*YOUR INSTRUCTIONS*
Set down exactly, from the records below, the line with "filename crates/cli/src/main.rs" through the line with "use bookshelf_app::modules::books::booklist::Booklist;", and nothing else.
(Beginning of AVAILABLE DATA)
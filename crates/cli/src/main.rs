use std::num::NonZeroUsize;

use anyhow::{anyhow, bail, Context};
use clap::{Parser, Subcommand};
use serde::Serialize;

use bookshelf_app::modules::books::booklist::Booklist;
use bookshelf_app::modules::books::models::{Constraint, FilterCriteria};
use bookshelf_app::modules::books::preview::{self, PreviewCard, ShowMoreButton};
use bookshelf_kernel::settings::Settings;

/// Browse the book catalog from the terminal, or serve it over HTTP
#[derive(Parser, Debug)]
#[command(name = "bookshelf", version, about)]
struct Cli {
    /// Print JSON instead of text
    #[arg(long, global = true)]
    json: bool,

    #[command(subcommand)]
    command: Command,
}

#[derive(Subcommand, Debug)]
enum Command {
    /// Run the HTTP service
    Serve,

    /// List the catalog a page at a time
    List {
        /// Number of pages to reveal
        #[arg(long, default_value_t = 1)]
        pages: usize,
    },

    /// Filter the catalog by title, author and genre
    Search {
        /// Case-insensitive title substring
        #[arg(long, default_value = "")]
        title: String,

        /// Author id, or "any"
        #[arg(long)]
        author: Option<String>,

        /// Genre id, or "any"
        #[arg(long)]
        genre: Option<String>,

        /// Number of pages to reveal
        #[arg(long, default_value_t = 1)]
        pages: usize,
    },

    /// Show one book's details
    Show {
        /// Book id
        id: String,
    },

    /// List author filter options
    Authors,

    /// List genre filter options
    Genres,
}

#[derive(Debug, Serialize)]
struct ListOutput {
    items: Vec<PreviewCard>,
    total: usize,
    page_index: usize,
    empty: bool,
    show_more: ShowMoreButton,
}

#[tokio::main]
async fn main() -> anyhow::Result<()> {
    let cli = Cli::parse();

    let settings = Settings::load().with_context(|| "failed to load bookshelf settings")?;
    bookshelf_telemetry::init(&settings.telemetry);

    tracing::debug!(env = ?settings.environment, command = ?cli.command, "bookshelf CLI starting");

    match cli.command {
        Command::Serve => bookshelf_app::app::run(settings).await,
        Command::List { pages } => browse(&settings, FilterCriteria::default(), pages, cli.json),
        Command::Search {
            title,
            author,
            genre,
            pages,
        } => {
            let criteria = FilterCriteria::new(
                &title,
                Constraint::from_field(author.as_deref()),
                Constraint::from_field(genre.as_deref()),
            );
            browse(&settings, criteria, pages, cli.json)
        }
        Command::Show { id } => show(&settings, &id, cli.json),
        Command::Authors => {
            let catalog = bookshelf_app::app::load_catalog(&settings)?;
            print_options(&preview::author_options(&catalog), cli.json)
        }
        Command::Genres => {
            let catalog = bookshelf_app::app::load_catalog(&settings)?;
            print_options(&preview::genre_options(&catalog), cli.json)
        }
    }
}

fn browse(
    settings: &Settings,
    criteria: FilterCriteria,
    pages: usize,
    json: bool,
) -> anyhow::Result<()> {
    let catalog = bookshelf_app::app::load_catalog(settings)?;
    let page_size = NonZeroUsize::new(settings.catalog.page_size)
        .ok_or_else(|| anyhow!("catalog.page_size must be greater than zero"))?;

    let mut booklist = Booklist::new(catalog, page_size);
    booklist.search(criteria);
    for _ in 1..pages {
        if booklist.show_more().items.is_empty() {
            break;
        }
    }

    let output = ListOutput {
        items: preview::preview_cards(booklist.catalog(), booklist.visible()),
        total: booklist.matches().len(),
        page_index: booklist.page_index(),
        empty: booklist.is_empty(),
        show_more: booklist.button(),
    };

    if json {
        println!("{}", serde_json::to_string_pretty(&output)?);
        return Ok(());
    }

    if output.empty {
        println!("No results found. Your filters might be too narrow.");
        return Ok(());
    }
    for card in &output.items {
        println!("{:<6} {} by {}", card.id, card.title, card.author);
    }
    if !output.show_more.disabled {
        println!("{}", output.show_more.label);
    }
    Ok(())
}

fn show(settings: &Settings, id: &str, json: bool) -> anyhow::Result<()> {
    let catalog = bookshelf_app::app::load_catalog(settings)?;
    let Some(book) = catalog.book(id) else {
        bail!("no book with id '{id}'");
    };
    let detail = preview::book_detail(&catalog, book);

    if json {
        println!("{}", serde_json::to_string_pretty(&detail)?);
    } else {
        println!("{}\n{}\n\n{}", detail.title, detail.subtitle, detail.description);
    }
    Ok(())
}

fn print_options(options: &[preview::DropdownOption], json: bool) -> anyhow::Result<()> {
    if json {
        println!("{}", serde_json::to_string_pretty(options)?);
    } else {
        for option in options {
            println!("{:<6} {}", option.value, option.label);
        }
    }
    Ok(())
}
(End of AVAILABLE DATA)
(Beginning of AVAILABLE DATA)
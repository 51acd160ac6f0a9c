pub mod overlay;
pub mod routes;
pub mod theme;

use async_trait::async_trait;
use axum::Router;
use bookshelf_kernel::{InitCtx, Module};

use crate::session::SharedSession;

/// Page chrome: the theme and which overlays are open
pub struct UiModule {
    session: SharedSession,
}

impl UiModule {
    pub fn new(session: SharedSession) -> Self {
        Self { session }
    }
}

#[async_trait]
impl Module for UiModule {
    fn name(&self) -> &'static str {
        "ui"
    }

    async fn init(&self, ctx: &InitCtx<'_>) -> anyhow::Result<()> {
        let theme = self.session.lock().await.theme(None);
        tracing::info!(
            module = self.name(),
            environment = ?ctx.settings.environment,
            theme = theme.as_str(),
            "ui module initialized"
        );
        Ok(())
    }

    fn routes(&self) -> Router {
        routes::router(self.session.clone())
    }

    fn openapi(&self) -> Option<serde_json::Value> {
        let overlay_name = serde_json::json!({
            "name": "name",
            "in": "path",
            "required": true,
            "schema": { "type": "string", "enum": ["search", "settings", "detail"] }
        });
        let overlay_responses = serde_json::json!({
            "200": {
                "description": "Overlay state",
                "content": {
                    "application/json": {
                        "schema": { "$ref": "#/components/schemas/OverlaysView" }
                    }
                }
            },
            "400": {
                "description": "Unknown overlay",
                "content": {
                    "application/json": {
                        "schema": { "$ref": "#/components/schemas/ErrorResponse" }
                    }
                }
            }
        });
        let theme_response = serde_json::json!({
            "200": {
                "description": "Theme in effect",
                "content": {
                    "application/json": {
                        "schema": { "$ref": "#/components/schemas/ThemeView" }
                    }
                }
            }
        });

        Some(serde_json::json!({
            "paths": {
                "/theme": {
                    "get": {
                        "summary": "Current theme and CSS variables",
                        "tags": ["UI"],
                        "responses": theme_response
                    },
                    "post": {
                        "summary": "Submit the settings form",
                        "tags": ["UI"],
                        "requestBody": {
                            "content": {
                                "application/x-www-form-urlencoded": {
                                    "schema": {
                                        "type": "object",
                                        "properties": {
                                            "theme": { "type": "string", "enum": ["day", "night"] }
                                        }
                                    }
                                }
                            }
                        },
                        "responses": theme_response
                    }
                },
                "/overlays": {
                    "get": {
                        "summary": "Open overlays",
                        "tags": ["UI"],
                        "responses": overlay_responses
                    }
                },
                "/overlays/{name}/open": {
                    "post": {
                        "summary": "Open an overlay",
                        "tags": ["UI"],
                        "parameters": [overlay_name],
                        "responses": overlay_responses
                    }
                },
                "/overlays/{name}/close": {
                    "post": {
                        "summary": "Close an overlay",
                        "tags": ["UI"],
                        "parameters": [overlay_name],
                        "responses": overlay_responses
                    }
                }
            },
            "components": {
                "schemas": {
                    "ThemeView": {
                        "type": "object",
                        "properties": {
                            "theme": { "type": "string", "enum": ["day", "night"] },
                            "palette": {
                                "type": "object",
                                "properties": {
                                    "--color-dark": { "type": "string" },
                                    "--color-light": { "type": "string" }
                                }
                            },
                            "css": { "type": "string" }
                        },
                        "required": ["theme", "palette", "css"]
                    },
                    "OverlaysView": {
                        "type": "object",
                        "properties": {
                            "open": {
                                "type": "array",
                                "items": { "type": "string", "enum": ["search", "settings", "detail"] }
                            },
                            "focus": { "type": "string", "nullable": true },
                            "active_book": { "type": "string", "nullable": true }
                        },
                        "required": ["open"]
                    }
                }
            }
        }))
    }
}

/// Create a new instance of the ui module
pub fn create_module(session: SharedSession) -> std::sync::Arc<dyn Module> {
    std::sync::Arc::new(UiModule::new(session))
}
(End of AVAILABLE DATA)
(Beginning of AVAILABLE DATA)
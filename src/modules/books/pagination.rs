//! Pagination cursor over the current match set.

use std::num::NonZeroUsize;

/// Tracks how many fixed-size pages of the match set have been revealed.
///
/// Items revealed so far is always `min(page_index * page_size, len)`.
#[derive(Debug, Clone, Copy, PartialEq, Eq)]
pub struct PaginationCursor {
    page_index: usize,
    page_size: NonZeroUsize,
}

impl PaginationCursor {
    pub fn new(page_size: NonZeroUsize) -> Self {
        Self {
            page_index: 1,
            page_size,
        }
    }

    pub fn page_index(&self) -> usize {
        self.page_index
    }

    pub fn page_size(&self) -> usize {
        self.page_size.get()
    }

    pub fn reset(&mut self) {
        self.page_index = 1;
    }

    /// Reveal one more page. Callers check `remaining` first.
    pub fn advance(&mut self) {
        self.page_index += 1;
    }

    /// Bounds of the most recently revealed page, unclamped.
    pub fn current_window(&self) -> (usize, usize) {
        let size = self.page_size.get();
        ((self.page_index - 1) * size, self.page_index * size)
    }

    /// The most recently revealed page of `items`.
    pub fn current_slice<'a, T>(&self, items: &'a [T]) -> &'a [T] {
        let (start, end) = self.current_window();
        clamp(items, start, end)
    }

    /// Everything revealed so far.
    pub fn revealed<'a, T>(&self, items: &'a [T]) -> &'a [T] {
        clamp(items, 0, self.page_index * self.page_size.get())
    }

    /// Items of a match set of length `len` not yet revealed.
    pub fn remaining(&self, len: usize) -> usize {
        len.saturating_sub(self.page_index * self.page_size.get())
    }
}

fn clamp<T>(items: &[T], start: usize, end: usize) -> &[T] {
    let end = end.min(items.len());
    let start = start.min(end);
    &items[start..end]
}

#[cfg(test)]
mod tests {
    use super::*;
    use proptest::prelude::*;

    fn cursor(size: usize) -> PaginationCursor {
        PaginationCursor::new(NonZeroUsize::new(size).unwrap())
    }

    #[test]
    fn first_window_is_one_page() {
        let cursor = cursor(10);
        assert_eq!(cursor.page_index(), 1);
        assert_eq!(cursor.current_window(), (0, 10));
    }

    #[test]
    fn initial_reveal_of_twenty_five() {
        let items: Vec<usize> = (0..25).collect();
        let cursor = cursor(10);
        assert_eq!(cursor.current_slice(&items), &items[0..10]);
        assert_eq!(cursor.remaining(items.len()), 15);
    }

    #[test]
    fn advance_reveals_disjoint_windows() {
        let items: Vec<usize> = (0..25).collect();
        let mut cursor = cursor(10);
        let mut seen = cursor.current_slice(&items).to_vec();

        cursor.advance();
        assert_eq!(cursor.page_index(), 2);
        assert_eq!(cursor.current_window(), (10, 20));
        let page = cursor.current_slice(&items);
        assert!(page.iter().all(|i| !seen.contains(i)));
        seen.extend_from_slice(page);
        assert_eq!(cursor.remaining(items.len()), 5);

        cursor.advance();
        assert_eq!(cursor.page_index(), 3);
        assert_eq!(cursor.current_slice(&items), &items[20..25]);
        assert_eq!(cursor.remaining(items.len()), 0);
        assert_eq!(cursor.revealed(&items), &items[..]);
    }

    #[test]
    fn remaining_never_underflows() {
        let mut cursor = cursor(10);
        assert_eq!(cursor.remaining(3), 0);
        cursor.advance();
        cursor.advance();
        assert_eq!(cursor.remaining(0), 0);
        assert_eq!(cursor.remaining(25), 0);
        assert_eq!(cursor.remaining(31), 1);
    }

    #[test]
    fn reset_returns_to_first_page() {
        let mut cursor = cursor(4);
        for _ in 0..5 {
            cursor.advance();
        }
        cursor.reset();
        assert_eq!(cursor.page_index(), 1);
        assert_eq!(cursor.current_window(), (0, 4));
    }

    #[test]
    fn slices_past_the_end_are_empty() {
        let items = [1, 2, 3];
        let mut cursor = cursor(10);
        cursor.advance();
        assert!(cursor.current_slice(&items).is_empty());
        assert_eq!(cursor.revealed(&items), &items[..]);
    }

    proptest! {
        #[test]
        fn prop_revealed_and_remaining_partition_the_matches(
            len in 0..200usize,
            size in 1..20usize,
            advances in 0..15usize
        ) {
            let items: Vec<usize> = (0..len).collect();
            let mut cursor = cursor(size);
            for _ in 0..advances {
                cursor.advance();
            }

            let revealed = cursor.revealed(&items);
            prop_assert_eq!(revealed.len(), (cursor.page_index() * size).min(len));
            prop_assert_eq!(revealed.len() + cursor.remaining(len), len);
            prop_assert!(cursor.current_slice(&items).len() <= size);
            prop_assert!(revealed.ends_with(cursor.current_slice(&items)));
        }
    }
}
(End of AVAILABLE DATA)
*SOLUTION*
filename crates/cli/src/main.rs
use std::num::NonZeroUsize;

use anyhow::{anyhow, bail, Context};
use clap::{Parser, Subcommand};
use serde::Serialize;

use bookshelf_app::modules::books::booklist::Booklist;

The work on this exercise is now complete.